[aprssig] NiCd Lessons relearned
scott at opentrac.org
Fri Jul 14 17:33:33 CDT 2017
Lithium ion is hard to beat for rechargeable tools. We've switched to
Milwaukee M12 tools in the shop and they've been great. I think NiCd
can manage higher currents easier, but the self-discharge rate is
I use non-rechargeable lithium metal batteries for anything I'm going to
keep packed away for an emergency. They'll last 20 years on the shelf
and won't leak, and they last 3x as long as alkalines. I don't use
anything else in flashlights anymore.
On 7/14/2017 3:16 PM, Michael Barnes wrote:
> I have experienced so much grief from NiCd batteries over the years, I
> will never use them again if I can help it. I got a real nice screw
> gun a couple years ago for Christmas that has NiCd batteries. Every
> time I go to use it, the batteries are dead and I have to wait a
> couple hours to charge one. I have a small electric screwdriver with
> lithium batteries that was in storage for almost a year. When I
> unpacked it, I used it heavily for a week before I had to charge it.
> It held its charge all that time in storage. When I can, I'm going to
> have my remaining NiCd packs converted to lithium cells.
> Michael WA7SKG
> On Jul 14, 2017 16:14, "Robert Bruninga" <bruninga at usna.edu
> <mailto:bruninga at usna.edu>> wrote:
> Lesson relearned on NiCd charging: Several years ago I made three
> 12v batteries from D cell NiCd’s.
> They have been a huge disappointment. They are only used once or
> twice a year on critical field work and always fail far earlier
> than estimates.
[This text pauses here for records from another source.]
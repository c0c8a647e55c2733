use std::fs;
use std::path::Path;

use super::errors::ConfigurationError;
use super::model::{ConfigDocument, EngineConfig};

const DEFAULT_DOCUMENT: &str = include_str!("default_config.json");

impl ConfigDocument {
    /// Parses a JSON document that may carry `//` line comments.
    pub fn from_json_str(raw: &str) -> Result<Self, ConfigurationError> {
        let clean = strip_line_comments(raw);
        Ok(serde_json::from_str(&clean)?)
    }
}

impl EngineConfig {
    pub fn from_json_str(raw: &str) -> Result<Self, ConfigurationError> {
        Self::from_document(ConfigDocument::from_json_str(raw)?)
    }

    pub fn load(path: &Path) -> Result<Self, ConfigurationError> {
        let raw = fs::read_to_string(path).map_err(|source| ConfigurationError::Io {
            path: path.to_path_buf(),
            source,
        })?;
        Self::from_json_str(&raw)
    }

    /// Questionnaire shipped with the library.
    pub fn embedded_default() -> Result<Self, ConfigurationError> {
        Self::from_json_str(DEFAULT_DOCUMENT)
    }
}

/// Removes `//` comments that appear outside string literals.
pub(crate) fn strip_line_comments(raw: &str) -> String {
    let mut output = String::with_capacity(raw.len());
    let mut chars = raw.chars().peekable();
    let mut in_string = false;
    let mut escaped = false;

    while let Some(ch) = chars.next() {
        if in_string {
            output.push(ch);
            if escaped {
                escaped = false;
            } else if ch == '\\' {
                escaped = true;
            } else if ch == '"' {
                in_string = false;
            }
            continue;
        }

        match ch {
            '"' => {
                in_string = true;
                output.push(ch);
            }
            '/' if chars.peek() == Some(&'/') => {
                for skipped in chars.by_ref() {
                    if skipped == '\n' {
                        output.push('\n');
                        break;
                    }
                }
            }
            _ => output.push(ch),
        }
    }

    output
}
impl ConfigurationRegistry {
    /// Publishes `initial` as version 1.
    pub fn new(initial: EngineConfig) -> Self {
        let first = Arc::new(ConfigurationVersion {
            version: 1,
            created_at: Utc::now(),
            config: initial,
        });
        let mut versions = BTreeMap::new();
        versions.insert(first.version, first.clone());

        Self {
            state: RwLock::new(RegistryState {
                active: first,
                versions,
            }),
            drafts: Mutex::new(BTreeMap::new()),
            history: Mutex::new(Vec::new()),
            draft_sequence: AtomicU64::new(1),
        }
    }

    /// Snapshot every evaluation should bind to.
    pub fn active(&self) -> Arc<ConfigurationVersion> {
        self.read_state().active.clone()
    }

    pub fn version(&self, version: u64) -> Option<Arc<ConfigurationVersion>> {
        self.read_state().versions.get(&version).cloned()
    }

    pub fn status(&self, version: u64) -> Option<VersionStatus> {
        let state = self.read_state();
        state
            .versions
            .contains_key(&version)
            .then(|| status_of(&state, version))
    }

    pub fn versions(&self) -> Vec<VersionSummary> {
        let state = self.read_state();
        state
            .versions
            .values()
            .map(|version| VersionSummary {
                version: version.version,
                created_at: version.created_at,
                status: status_of(&state, version.version),
            })
            .collect()
    }

    pub fn view(&self, version: u64) -> Result<VersionView, RegistryError> {
        let state = self.read_state();
        let snapshot = state
            .versions
            .get(&version)
            .ok_or(RegistryError::UnknownVersion(version))?;
        Ok(VersionView {
            version,
            created_at: snapshot.created_at,
            status: status_of(&state, version),
            document: snapshot.config.document().clone(),
        })
    }

    /// Files a calibration proposal as a draft; only adjusted weights become changes.
    pub fn submit_calibration(&self, proposal: CalibrationProposal) -> Draft {
        let changes = proposal
            .report
            .adjusted()
            .map(|change| ConfigChange {
                target: match &change.target {
                    WeightTarget::Question(question) => {
                        ChangeTarget::QuestionWeight {
                            question: question.clone(),
                        }
                    }
                    WeightTarget::Module(module) => {
                        ChangeTarget::ModuleWeight {
                            module: module.clone(),
                        }
                    }
                },
                old: change.old_weight,
                new: change.new_weight,
                reason: format!(
                    "calibration: precision {:.2} over {} sample(s)",
                    change.precision.unwrap_or_default(),
                    change.samples
                ),
            })
            .collect();

        self.file_draft(
            proposal.base_version,
            DraftOrigin::Calibration,
            changes,
            Some(proposal.report),
            proposal.proposed,
        )
    }

    /// Drafts manual weight and threshold edits against the Active version.
    ///
    /// The edited document is validated in full; out-of-bounds weights or a broken
    /// threshold order reject the whole edit.
    pub fn propose_edits(
        &self,
        edits: &[ConfigEdit],
        note: Option<&str>,
    ) -> Result<Draft, RegistryError> {
        if edits.is_empty() {
            return Err(RegistryError::EmptyEdit);
        }

        let base = self.active();
        let mut document = base.config.document().clone();
        let reason = note.unwrap_or("manual edit").to_string();
        let mut changes = Vec::with_capacity(edits.len());

        for edit in edits {
            let (target, old, new) = match edit {
                ConfigEdit::QuestionWeight { question, weight } => {
                    let entry = document
                        .questions
                        .iter_mut()
                        .find(|candidate| &candidate.id == question)
                        .ok_or_else(|| {
                            RegistryError::UnknownEditTarget(format!("question {question}"))
                        })?;
                    let old = std::mem::replace(&mut entry.weight, *weight);
                    let target = ChangeTarget::QuestionWeight {
                        question: question.clone(),
                    };
                    (target, old, *weight)
                }
                ConfigEdit::ModuleWeight { module, weight } => {
                    let entry = document
                        .modules
                        .iter_mut()
                        .find(|candidate| &candidate.id == module)
                        .ok_or_else(|| {
                            RegistryError::UnknownEditTarget(format!("module {module}"))
                        })?;
                    let old = std::mem::replace(&mut entry.weight, *weight);
                    let target = ChangeTarget::ModuleWeight {
                        module: module.clone(),
                    };
                    (target, old, *weight)
                }
                ConfigEdit::Threshold { level, min } => {
                    let entry: &mut ThresholdDefinition = document
                        .thresholds
                        .iter_mut()
                        .find(|candidate| candidate.level == *level)
                        .ok_or_else(|| {
                            RegistryError::UnknownEditTarget(format!("threshold {level}"))
                        })?;
                    let old = std::mem::replace(&mut entry.min, *min);
                    (ChangeTarget::Threshold { level: *level }, old, *min)
                }
            };
            changes.push(ConfigChange {
                target,
                old,
                new,
                reason: reason.clone(),
            });
        }

        let config = EngineConfig::from_document(document)?;
        Ok(self.file_draft(base.version, DraftOrigin::Manual, changes, None, config))
    }

    pub fn draft(&self, id: &DraftId) -> Result<Draft, RegistryError> {
        self.lock_drafts()
            .get(id)
            .cloned()
            .ok_or_else(|| RegistryError::UnknownDraft(id.clone()))
    }

    pub fn drafts(&self) -> Vec<Draft> {
        self.lock_drafts().values().cloned().collect()
    }

    /// Activates a pending draft as the next version and archives the previous one.
    ///
    /// Fails with [`RegistryError::StaleProposal`] when another version became Active
    /// after the draft was derived.
    pub fn apply(&self, id: &DraftId) -> Result<Arc<ConfigurationVersion>, RegistryError> {
        let mut drafts = self.lock_drafts();
        let draft = drafts
            .get_mut(id)
            .ok_or_else(|| RegistryError::UnknownDraft(id.clone()))?;
        if draft.state != DraftState::Pending {
            return Err(RegistryError::DraftClosed {
                draft: id.clone(),
                state: draft.state,
            });
        }

        let mut state = self.state.write().unwrap_or_else(PoisonError::into_inner);
        let active_version = state.active.version;
        if draft.base_version != active_version {
            return Err(RegistryError::StaleProposal {
                draft: id.clone(),
                base_version: draft.base_version,
                active_version,
            });
        }

        let config = draft.config.take().ok_or(RegistryError::DraftClosed {
            draft: id.clone(),
            state: draft.state,
        })?;
        let next = Arc::new(ConfigurationVersion {
            version: state
                .versions
                .keys()
                .next_back()
                .copied()
                .unwrap_or(active_version)
                + 1,
            created_at: Utc::now(),
            config,
        });
        state.versions.insert(next.version, next.clone());
        state.active = next.clone();
        drop(state);

        draft.state = DraftState::Applied {
            version: next.version,
        };

        let mut history = self.history.lock().unwrap_or_else(PoisonError::into_inner);
        history.extend(draft.changes.iter().map(|change| WeightHistoryEntry {
            version: next.version,
            draft_id: id.clone(),
            target: change.target.clone(),
            old: change.old,
            new: change.new,
            reason: change.reason.clone(),
            recorded_at: next.created_at,
        }));

        info!(
            draft = %id,
            version = next.version,
            archived = active_version,
            changes = draft.changes.len(),
            "configuration version activated"
        );

        Ok(next)
    }

    pub fn reject(&self, id: &DraftId) -> Result<Draft, RegistryError> {
        let mut drafts = self.lock_drafts();
        let draft = drafts
            .get_mut(id)
            .ok_or_else(|| RegistryError::UnknownDraft(id.clone()))?;
        if draft.state != DraftState::Pending {
            return Err(RegistryError::DraftClosed {
                draft: id.clone(),
                state: draft.state,
            });
        }
        draft.state = DraftState::Rejected;
        draft.config = None;
        info!(draft = %id, "draft rejected");
        Ok(draft.clone())
    }

    pub fn weight_history(&self) -> Vec<WeightHistoryEntry> {
        self.history
            .lock()
            .unwrap_or_else(PoisonError::into_inner)
            .clone()
    }

    fn file_draft(
        &self,
        base_version: u64,
        origin: DraftOrigin,
        changes: Vec<ConfigChange>,
        report: Option<DiffReport>,
        config: EngineConfig,
    ) -> Draft {
        let sequence = self.draft_sequence.fetch_add(1, Ordering::Relaxed);
        let draft = Draft {
            id: DraftId(format!("draft-{sequence:06}")),
            base_version,
            origin,
            created_at: Utc::now(),
            state: DraftState::Pending,
            changes,
            report,
            config: Some(config),
        };
        info!(
            draft = %draft.id,
            base_version,
            origin = ?origin,
            changes = draft.changes.len(),
            "draft proposed"
        );
        self.lock_drafts().insert(draft.id.clone(), draft.clone());
        draft
    }

    fn read_state(&self) -> std::sync::RwLockReadGuard<'_, RegistryState> {
        self.state.read().unwrap_or_else(PoisonError::into_inner)
    }

    fn lock_drafts(&self) -> std::sync::MutexGuard<'_, BTreeMap<DraftId, Draft>> {
        self.drafts.lock().unwrap_or_else(PoisonError::into_inner)
    }
}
But I always just charge them the night before
> with a fixed voltage charge of 14 volts since I most often forget
> about batteries I put on charge and end up ruining most of them.
> Charging at fixed voltage is safe…
> For the AT Golden Packet event tomorrow, last night I left them on
> my usual 14 volt overnight charge and they were “fully charged” by
> morning, only drawing a 50 mAh each in the morning at 14 volts..
> Put them on a battery analyzer and their capacities came in at
> 10%, 8% and 3%. Then the battery analyzer quick charged them at
> 1C rate for 1 hour with them getting up to 16 or 18 volts, then a
> 4 hour equalization charge of 0.1C or 400 mA.
> Then it retested them and got 75%, 65% and 85% of rated capacity!
> So, Apparently little-used NiCd’s are not going to get a good
> charge from a FIXED voltage charge!
> Wish I had time to cycle them two more times. On batteries at
> work we see huge recoveries from little used NiCd’s when
> “rejuvenated” which is the 3 cycles of charge and discharge I
> started with above.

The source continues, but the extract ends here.